Cal mempercepat langkahnya saat mereka melewati sekelompok penduduk Colony yang, dilihat dari cara mereka memandang, jelas mengetahui siapa Will sebenarnya.

Kenapa? Ngga mirip? Bodo ah, pokoknya pemotongan kata, dan penggunaan tanda koma yang diatas normal itu gue rasa sangat familiar dengan gaya tulisan gue. :p. Buat Tunnels nya sendiri? Ah, gue suka, ngebacanya penuh rasa penasaran. Ngga seliar Harry Potter sih, tapi memberikan sensasi lain yang ngga Harry Potter berikan, sensasi Thriller. Alurnya memang cukup lambat, tapi gue sempet menyelesaikan tiga ratus halaman dengan waktu kurang dari setengah hari kemaren, gue rasa itu cukup membuktikan seberapa excitednya gue baca itu buku kan?

***

Buku lain? Gue menyelesaikan kumpulan cerpen Akutaga Ryunosuke dan Yakuza Moon kemaren. Buat Akutagawa Ryunosuke, ngga salah deh gue ngefans ama cerpenis satu ini dari dulu. Top. Setiap cerpennya selalu punya nilai-nilai moral tersembunyi yang khas. Dari kesemua yang ada disana, gue paling suka Kumo no Ito (Spider Web), dan tentunya Rashomon. Rashomon udah gue baca telebih dulu versi Inggrisnya, menarik, lebih oke daripada versi Indonesianya deh gue rasa.

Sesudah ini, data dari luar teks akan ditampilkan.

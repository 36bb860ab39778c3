//! Coefficient definition

use serde::{Deserialize, Serialize};

use super::statistics::significance_stars;

/// One species' coefficient for one predictor, with Wald statistics
#[derive(Debug, Clone, PartialEq, Serialize, Deserialize)]
pub struct Coefficient {
    /// Row label, `"<species> <predictor>"`
    pub name: String,
    /// Species (response column)
    pub species: String,
    /// Design column
    pub predictor: String,
    /// Coefficient estimate
    pub estimate: f64,
    /// Standard error
    pub std_error: Option<f64>,
    /// z-statistic
    pub z_stat: Option<f64>,
    /// p-value
    pub p_value: Option<f64>,
}

impl Coefficient {
    /// Create a new coefficient
    pub fn new(species: impl Into<String>, predictor: impl Into<String>, estimate: f64) -> Self {
        let species = species.into();
        let predictor = predictor.into();

        Self {
            name: format!("{} {}", species, predictor),
            species,
            predictor,
            estimate,
            std_error: None,
            z_stat: None,
            p_value: None,
        }
    }

    /// Set standard error
    pub fn with_std_error(mut self, se: f64) -> Self {
        self.std_error = Some(se);
        self
    }

    /// Set z-statistic
    pub fn with_z_stat(mut self, z: f64) -> Self {
        self.z_stat = Some(z);
        self
    }

    /// Set p-value
    pub fn with_p_value(mut self, p: f64) -> Self {
        self.p_value = Some(p);
        self
    }

    /// Whether test statistics are attached
    pub fn has_test(&self) -> bool {
        self.std_error.is_some()
    }

    /// Significance code for the p-value, empty without one
    pub fn stars(&self) -> &'static str {
        self.p_value.map_or("", significance_stars)
    }
}
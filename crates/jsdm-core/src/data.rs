//! Tabular data structures for predictor and response tables
//!
//! Sites are rows, variables are columns. Raw numeric matrices are coerced
//! into a [`DataFrame`] with synthetic column names before formula expansion.

mod builder;
mod dataframe;
mod series;


// Re-exports
pub use builder::DataFrameBuilder;
pub use dataframe::DataFrame;
pub use series::{Series, SeriesValue};

// Type aliases for common use cases
pub type FloatArray = ndarray::Array1<f64>;
pub type IntArray = ndarray::Array1<i64>;
pub type BoolArray = ndarray::Array1<bool>;
pub type StringArray = Vec<String>;
pub type Matrix = ndarray::Array2<f64>;

/// Error types specific to data operations
#[derive(thiserror::Error, Debug)]
pub enum DataError {
    #[error("Dimension mismatch: expected {expected}, got {actual}")]
    DimensionMismatch { expected: String, actual: String },

    #[error("Column '{0}' not found")]
    ColumnNotFound(String),

    #[error("Duplicate column name: {0}")]
    DuplicateColumn(String),

    #[error("Column '{column}' requires numeric data, got {dtype}")]
    NonNumericData { column: String, dtype: &'static str },

    #[error("Invalid parameter: {0}")]
    InvalidParameter(String),
}

/// Result type for data operations
pub type Result<T> = std::result::Result<T, DataError>;
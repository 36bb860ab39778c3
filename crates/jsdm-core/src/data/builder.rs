//! Builder pattern for constructing DataFrames

use indexmap::IndexMap;

use super::*;

/// Builder for creating DataFrames
#[derive(Debug, Default)]
pub struct DataFrameBuilder {
    columns: IndexMap<String, Series>,
    nrows: Option<usize>,
}

impl DataFrameBuilder {
    /// Create a new DataFrameBuilder
    pub fn new() -> Self {
        Self::default()
    }

    /// Fix the row count up front
    ///
    /// Lets a frame with zero columns still report the number of sites.
    pub fn with_nrows(mut self, nrows: usize) -> Self {
        self.nrows = Some(nrows);
        self
    }

    /// Add a column to the DataFrame
    pub fn with_column<S: Into<String>>(mut self, name: S, series: Series) -> Result<Self> {
        let name = name.into();

        if self.columns.contains_key(&name) {
            return Err(DataError::DuplicateColumn(name));
        }

        // Check dimension consistency
        match self.nrows {
            Some(n) if series.len() != n => {
                return Err(DataError::DimensionMismatch {
                    expected: format!("{} rows", n),
                    actual: format!("{} rows", series.len()),
                });
            }
            None => {
                self.nrows = Some(series.len());
            }
            _ => {}
        }

        self.columns.insert(name, series);
        Ok(self)
    }

    /// Build the DataFrame
    pub fn build(self) -> Result<DataFrame> {
        Ok(DataFrame {
            columns: self.columns,
            nrows: self.nrows.unwrap_or(0),
        })
    }
}
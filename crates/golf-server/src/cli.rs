//! Command-line arguments for the `golf` binary.

use clap::Parser;
use std::path::PathBuf;

/// Realtime server for multiplayer golf sessions.
#[derive(Parser, Debug)]
#[command(name = "golf", version, about, long_about = None)]
pub struct Args {
    /// Configuration file to use instead of the search path.
    ///
    /// `GOLF_*` environment variables still override its values.
    #[arg(short, long, value_name = "PATH")]
    pub config: Option<PathBuf>,
}

#[cfg(test)]
mod tests {
    use super::*;
    use clap::CommandFactory;

    #[test]
    fn test_command_is_well_formed() {
        Args::command().debug_assert();
    }

    #[test]
    fn test_config_flag_forms() {
        for argv in [
            &["golf", "--config", "golf.toml"][..],
            &["golf", "--config=golf.toml"],
            &["golf", "-c", "golf.toml"],
        ] {
            let args = Args::try_parse_from(argv.iter().copied()).unwrap();
            assert_eq!(args.config, Some(PathBuf::from("golf.toml")));
        }

        assert!(Args::try_parse_from(["golf"]).unwrap().config.is_none());
    }

    #[test]
    fn test_help_and_unknown_arguments() {
        let help = Args::try_parse_from(["golf", "--help"]).unwrap_err();
        assert_eq!(help.kind(), clap::error::ErrorKind::DisplayHelp);

        let unknown = Args::try_parse_from(["golf", "--shuffle"]).unwrap_err();
        assert_eq!(unknown.kind(), clap::error::ErrorKind::UnknownArgument);

        assert!(Args::try_parse_from(["golf", "--config"]).is_err());
    }
}
//! Codec benchmarks for golf-protocol.

use criterion::{black_box, criterion_group, criterion_main, Criterion, Throughput};
use golf_protocol::{codec, GameSnapshot, InboundMessage, OutboundResponse, WireFormat};
use serde_json::json;

fn sample_game() -> OutboundResponse {
    OutboundResponse::game(GameSnapshot::new(json!({
        "id": 42,
        "state": "started",
        "owner": "sess_1",
        "players": ["sess_1", "sess_2", "sess_3", "sess_4"],
    })))
}

fn bench_encode_game(c: &mut Criterion) {
    let response = sample_game();

    let mut group = c.benchmark_group("encode_game");
    group.bench_function("json", |b| {
        b.iter(|| WireFormat::Json.encode(black_box(&response)))
    });
    group.bench_function("msgpack", |b| {
        b.iter(|| WireFormat::MessagePack.encode(black_box(&response)))
    });
    group.finish();
}

fn bench_decode_inbound(c: &mut Criterion) {
    let text = r#"{"type":"startGame","gameId":42}"#;
    let binary = codec::encode(&InboundMessage::StartGame { game_id: 42 }).unwrap();

    let mut group = c.benchmark_group("decode_inbound");
    group.throughput(Throughput::Bytes(text.len() as u64));
    group.bench_function("json", |b| {
        b.iter(|| codec::decode_json::<InboundMessage>(black_box(text)))
    });
    group.throughput(Throughput::Bytes(binary.len() as u64));
    group.bench_function("msgpack", |b| {
        b.iter(|| codec::decode::<InboundMessage>(black_box(&binary)))
    });
    group.finish();
}

criterion_group!(benches, bench_encode_game, bench_decode_inbound);
criterion_main!(benches);
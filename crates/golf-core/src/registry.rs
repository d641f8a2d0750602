//! Connection registry.
//!
//! The registry is the only shared mutable state in the core. It is backed by
//! a sharded concurrent map, so callers never lock it themselves.

use crate::connection::Connection;
use crate::session::SessionId;
use dashmap::DashMap;
use std::borrow::Borrow;
use std::hash::Hash;
use tracing::trace;

/// Map of session id to live connection.
#[derive(Debug, Default)]
pub struct ConnectionRegistry {
    connections: DashMap<SessionId, Connection>,
}

impl ConnectionRegistry {
    /// Create an empty registry.
    #[must_use]
    pub fn new() -> Self {
        Self::default()
    }

    /// Register a connection under its session id.
    ///
    /// The last writer wins: a previous connection with the same id is
    /// replaced and returned.
    pub fn register(&self, connection: Connection) -> Option<Connection> {
        let session_id = connection.session_id().clone();
        trace!(session = %session_id, "Registering connection");
        self.connections.insert(session_id, connection)
    }

    /// Remove a session. Absent ids are ignored.
    pub fn unregister<Q>(&self, session_id: &Q) -> Option<Connection>
    where
        SessionId: Borrow<Q>,
        Q: Hash + Eq + ?Sized,
    {
        self.connections.remove(session_id).map(|(_, conn)| conn)
    }

    /// Remove `connection` only if it is still the one registered for its
    /// session. Returns whether it was removed.
    ///
    /// A connection displaced by a later [`register`](Self::register) under
    /// the same id leaves the newer entry in place.
    pub fn unregister_link(&self, connection: &Connection) -> bool {
        self.connections
            .remove_if(connection.session_id(), |_, current| {
                current.same_link(connection)
            })
            .is_some()
    }

    /// Look up the connection for a session.
    #[must_use]
    pub fn get<Q>(&self, session_id: &Q) -> Option<Connection>
    where
        SessionId: Borrow<Q>,
        Q: Hash + Eq + ?Sized,
    {
        self.connections.get(session_id).map(|e| e.value().clone())
    }

    /// Check whether a session is registered.
    #[must_use]
    pub fn contains<Q>(&self, session_id: &Q) -> bool
    where
        SessionId: Borrow<Q>,
        Q: Hash + Eq + ?Sized,
    {
        self.connections.contains_key(session_id)
    }

    /// Snapshot of every registered connection.
    ///
    /// Each session appears at most once. Registrations racing with the
    /// snapshot may or may not be included.
    #[must_use]
    pub fn all_connections(&self) -> Vec<Connection> {
        self.connections.iter().map(|e| e.value().clone()).collect()
    }

    /// Snapshot of every registered session id.
    #[must_use]
    pub fn session_ids(&self) -> Vec<SessionId> {
        self.connections.iter().map(|e| e.key().clone()).collect()
    }

    /// Number of registered connections.
    #[must_use]
    pub fn len(&self) -> usize {
        self.connections.len()
    }

    /// Whether no connections are registered.
    #[must_use]
    pub fn is_empty(&self) -> bool {
        self.connections.is_empty()
    }
}
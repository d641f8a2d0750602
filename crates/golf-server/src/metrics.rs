//! Prometheus metrics for sessions, socket traffic and game actions.
//!
//! Game action counts are recorded by `golf-core` under
//! [`golf_core::GAME_ACTIONS_TOTAL`]; everything else is recorded here.

use golf_core::GAME_ACTIONS_TOTAL;
use metrics::{counter, describe_counter, describe_gauge, describe_histogram, gauge, histogram};
use metrics_exporter_prometheus::{BuildError, PrometheusBuilder};
use std::net::SocketAddr;
use std::time::Instant;
use tracing::info;

const SESSIONS_TOTAL: &str = "golf_sessions_total";
const SESSIONS_ACTIVE: &str = "golf_sessions_active";
const SESSION_DURATION: &str = "golf_session_duration_seconds";
const MESSAGES_TOTAL: &str = "golf_messages_total";
const MESSAGES_BYTES: &str = "golf_messages_bytes";
const HANDLE_SECONDS: &str = "golf_message_handle_seconds";
const ERRORS_TOTAL: &str = "golf_errors_total";

/// Which way a WebSocket message travelled.
#[derive(Debug, Clone, Copy, PartialEq, Eq)]
pub enum Direction {
    /// Client to server.
    Inbound,
    /// Server to client.
    Outbound,
}

impl Direction {
    fn label(self) -> &'static str {
        match self {
            Direction::Inbound => "inbound",
            Direction::Outbound => "outbound",
        }
    }
}

/// Failures the transport counts.
#[derive(Debug, Clone, Copy, PartialEq, Eq)]
pub enum Failure {
    /// Inbound payload was not a message.
    Malformed,
    /// The socket reported an error.
    Transport,
    /// An outbound response could not be encoded.
    Encode,
    /// The socket refused an outbound response.
    Send,
}

impl Failure {
    fn label(self) -> &'static str {
        match self {
            Failure::Malformed => "malformed",
            Failure::Transport => "transport",
            Failure::Encode => "encode",
            Failure::Send => "send",
        }
    }
}

/// Register descriptions for every golf metric.
pub fn init_metrics() {
    describe_counter!(SESSIONS_TOTAL, "Sessions opened since start");
    describe_gauge!(SESSIONS_ACTIVE, "Sessions currently open");
    describe_histogram!(SESSION_DURATION, "How long sessions stayed open");
    describe_counter!(MESSAGES_TOTAL, "WebSocket messages by direction");
    describe_counter!(MESSAGES_BYTES, "WebSocket payload bytes by direction");
    describe_histogram!(HANDLE_SECONDS, "Time to route one inbound message");
    describe_counter!(ERRORS_TOTAL, "Transport failures by kind");
    describe_counter!(GAME_ACTIONS_TOTAL, "Game actions by action and outcome");

    info!("Metrics initialized");
}

/// Install the Prometheus exporter on `port`.
///
/// # Errors
///
/// Returns an error if a recorder is already installed or the listener
/// cannot be set up.
pub fn start_metrics_server(port: u16) -> Result<(), BuildError> {
    let addr = SocketAddr::from(([0, 0, 0, 0], port));
    PrometheusBuilder::new().with_http_listener(addr).install()?;

    info!("Metrics server listening on {}", addr);
    Ok(())
}

/// Count one WebSocket message and its payload size.
pub fn record_message(direction: Direction, bytes: usize) {
    let label = direction.label();
    counter!(MESSAGES_TOTAL, "direction" => label).increment(1);
    counter!(MESSAGES_BYTES, "direction" => label).increment(bytes as u64);
}

/// Record how long routing one inbound message took.
pub fn record_handle_time(started: Instant) {
    histogram!(HANDLE_SECONDS).record(started.elapsed().as_secs_f64());
}

/// Count a transport failure.
pub fn record_failure(failure: Failure) {
    counter!(ERRORS_TOTAL, "kind" => failure.label()).increment(1);
}

/// Tracks one open session; records its duration when dropped.
pub struct SessionMetrics {
    opened: Instant,
}

impl SessionMetrics {
    /// Count a newly opened session.
    #[must_use]
    pub fn open() -> Self {
        counter!(SESSIONS_TOTAL).increment(1);
        gauge!(SESSIONS_ACTIVE).increment(1.0);
        Self {
            opened: Instant::now(),
        }
    }
}

impl Drop for SessionMetrics {
    fn drop(&mut self) {
        gauge!(SESSIONS_ACTIVE).decrement(1.0);
        histogram!(SESSION_DURATION).record(self.opened.elapsed().as_secs_f64());
    }
}
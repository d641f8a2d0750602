//! Codecs for golf protocol messages.
//!
//! Text frames carry one JSON document. Binary frames carry MessagePack with a
//! 4-byte big-endian length prefix, so several messages may share one buffer.

use bytes::{Buf, BufMut, Bytes, BytesMut};
use serde::de::DeserializeOwned;
use serde::{Deserialize, Serialize};
use thiserror::Error;

/// Maximum encoded message size (1 MiB).
pub const MAX_FRAME_SIZE: usize = 1024 * 1024;

/// Length prefix size in bytes.
pub const LENGTH_PREFIX_SIZE: usize = 4;

/// Protocol errors that can occur during encoding/decoding.
#[derive(Debug, Error)]
pub enum ProtocolError {
    /// Message exceeds maximum size.
    #[error("Frame size {0} exceeds maximum {MAX_FRAME_SIZE}")]
    FrameTooLarge(usize),

    /// Not enough data to decode a frame.
    #[error("Incomplete frame: need {0} more bytes")]
    Incomplete(usize),

    /// MessagePack encoding error.
    #[error("Encoding error: {0}")]
    Encode(#[from] rmp_serde::encode::Error),

    /// MessagePack decoding error.
    #[error("Decoding error: {0}")]
    Decode(#[from] rmp_serde::decode::Error),

    /// JSON encoding or decoding error.
    #[error("JSON error: {0}")]
    Json(#[from] serde_json::Error),
}

/// Encoding used for outbound messages.
#[derive(Debug, Clone, Copy, Default, PartialEq, Eq, Serialize, Deserialize)]
pub enum WireFormat {
    /// JSON in WebSocket text frames.
    #[default]
    #[serde(rename = "json")]
    Json,
    /// Length-prefixed MessagePack in WebSocket binary frames.
    #[serde(rename = "msgpack")]
    MessagePack,
}

/// An encoded message ready for the transport.
#[derive(Debug, Clone, PartialEq)]
pub enum Encoded {
    /// Text frame payload.
    Text(String),
    /// Binary frame payload.
    Binary(Bytes),
}

impl Encoded {
    /// Size of the payload in bytes.
    #[must_use]
    pub fn len(&self) -> usize {
        match self {
            Encoded::Text(text) => text.len(),
            Encoded::Binary(data) => data.len(),
        }
    }

    /// Whether the payload is empty.
    #[must_use]
    pub fn is_empty(&self) -> bool {
        self.len() == 0
    }
}

impl WireFormat {
    /// Encode a message in this format.
    ///
    /// # Errors
    ///
    /// Returns an error if the message is too large or encoding fails.
    pub fn encode<T: Serialize>(self, message: &T) -> Result<Encoded, ProtocolError> {
        match self {
            WireFormat::Json => encode_json(message).map(Encoded::Text),
            WireFormat::MessagePack => encode(message).map(Encoded::Binary),
        }
    }
}

/// Encode a message as a length-prefixed MessagePack frame.
///
/// The encoded format is:
/// - 4 bytes: Big-endian length prefix
/// - N bytes: MessagePack-encoded message (named fields)
///
/// # Errors
///
/// Returns an error if the message is too large or encoding fails.
pub fn encode<T: Serialize>(message: &T) -> Result<Bytes, ProtocolError> {
    let mut buf = BytesMut::new();
    encode_into(message, &mut buf)?;
    Ok(buf.freeze())
}

/// Encode a message into an existing buffer.
///
/// # Errors
///
/// Returns an error if the message is too large or encoding fails.
pub fn encode_into<T: Serialize>(message: &T, buf: &mut BytesMut) -> Result<(), ProtocolError> {
    let payload = rmp_serde::to_vec_named(message)?;

    if payload.len() > MAX_FRAME_SIZE {
        return Err(ProtocolError::FrameTooLarge(payload.len()));
    }

    buf.reserve(LENGTH_PREFIX_SIZE + payload.len());
    buf.put_u32(payload.len() as u32);
    buf.extend_from_slice(&payload);

    Ok(())
}

/// Decode a single length-prefixed MessagePack frame.
///
/// # Errors
///
/// Returns an error if the data is incomplete, too large, or invalid.
pub fn decode<T: DeserializeOwned>(data: &[u8]) -> Result<T, ProtocolError> {
    if data.len() < LENGTH_PREFIX_SIZE {
        return Err(ProtocolError::Incomplete(LENGTH_PREFIX_SIZE - data.len()));
    }

    let length = u32::from_be_bytes([data[0], data[1], data[2], data[3]]) as usize;

    if length > MAX_FRAME_SIZE {
        return Err(ProtocolError::FrameTooLarge(length));
    }

    let total_size = LENGTH_PREFIX_SIZE + length;
    if data.len() < total_size {
        return Err(ProtocolError::Incomplete(total_size - data.len()));
    }

    Ok(rmp_serde::from_slice(&data[LENGTH_PREFIX_SIZE..total_size])?)
}

/// Try to decode a frame from a buffer, advancing it if a whole frame is present.
///
/// Returns `Ok(Some(message))` if a complete frame was decoded,
/// `Ok(None)` if more data is needed, or `Err` on protocol error.
/// A frame whose body fails to decode is still consumed, so the buffer stays
/// aligned on the next frame.
///
/// # Errors
///
/// Returns an error if the frame is too large or its body is invalid.
pub fn decode_from<T: DeserializeOwned>(buf: &mut BytesMut) -> Result<Option<T>, ProtocolError> {
    if buf.len() < LENGTH_PREFIX_SIZE {
        return Ok(None);
    }

    let length = u32::from_be_bytes([buf[0], buf[1], buf[2], buf[3]]) as usize;

    if length > MAX_FRAME_SIZE {
        return Err(ProtocolError::FrameTooLarge(length));
    }

    if buf.len() < LENGTH_PREFIX_SIZE + length {
        return Ok(None);
    }

    buf.advance(LENGTH_PREFIX_SIZE);
    let payload = buf.split_to(length);
    let message = rmp_serde::from_slice(&payload)?;

    Ok(Some(message))
}

/// Encode a message as JSON text.
///
/// # Errors
///
/// Returns an error if the message is too large or serialization fails.
pub fn encode_json<T: Serialize>(message: &T) -> Result<String, ProtocolError> {
    let text = serde_json::to_string(message)?;
    if text.len() > MAX_FRAME_SIZE {
        return Err(ProtocolError::FrameTooLarge(text.len()));
    }
    Ok(text)
}

/// Decode a message from JSON text.
///
/// # Errors
///
/// Returns an error if the text is too large or is not a valid message.
pub fn decode_json<T: DeserializeOwned>(text: &str) -> Result<T, ProtocolError> {
    if text.len() > MAX_FRAME_SIZE {
        return Err(ProtocolError::FrameTooLarge(text.len()));
    }
    Ok(serde_json::from_str(text)?)
}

Dan, dan, dan.. Gue menemukan hal konyol setelah baca kumpulan cerpen tersebut, gue teringat sama pertunjukan teater beberapa waktu lalu di Taman Ismail Marzuki. Gue nonton berdua sama Lutfi. Judul teaternya, ‘Rashomon’. Saat menyaksikan teaternya, gue heran, kok jalan ceritanya beda sama yang gue baca dulu di cerpen? Tapi karena gue tau kalo versi cerpen dan filmnya itu beda dan katanya itu teater diadaptasi dari film, maka gue diem aja nonton itu teater, secara gue belom nonton filmnya. DAN TERNYATA, KAWAN!! Setelah gue baca itu kumpulan cerpen, gue baru sadar ternyata kelompok teater itu melakukan kesalahan FATAL. Yang mereka tampilkan itu bukan Rashomon! Tapi, In a Grove! (didalam belukar, lupa judul Jepangnya). Beh, kaga abis pikir, kok bisa salah judul gitu? Apa mereka ngga baca dengan bener adaptasi tersebut, heh? Mana disana beberapa orang yang asal nyablak pula, katanya Akutagawa Ryunosuke itu cerpenis humor? Oh please! Dia itu cerpenis sosialis di antara cerpenis naturalis yang lagi booming saat itu. Isi cerpennya itu sindirian-sindiran satir terhadap tatanan sosial masyarakat Jepang saat itu men, lucu darimananya? Dari Hongkong? (ah, makanya gue ngga mau ke Hongkong..)

Buat satu buku lagi, Yakuza Moon. Hmm, kisahnya cukup mengerikan. Ternyata ada orang yang sebegitu dekat sama yang namanya neraka. Yah, dari segi cerita, cukup membosankan sih, khas otobiografi soalnya, nyeritain diri sendiri. Tapi yah, mengikuti kehidupan Shoko Tendo juga cukup menarik. Ngga banyak yang bisa gue tulis soal buku ini, mending baca aja dan siap-siap bergidik deh :D.

Walah, panjang juga entri yang ini. Semoga ada manfaatnya. Dan buat Ussi, di YM trakir itu gue becanda men -___-a. Pengen ngejelasin sambil ketawa-tawa tapi gue lupa dan off duluan, haha. See yah.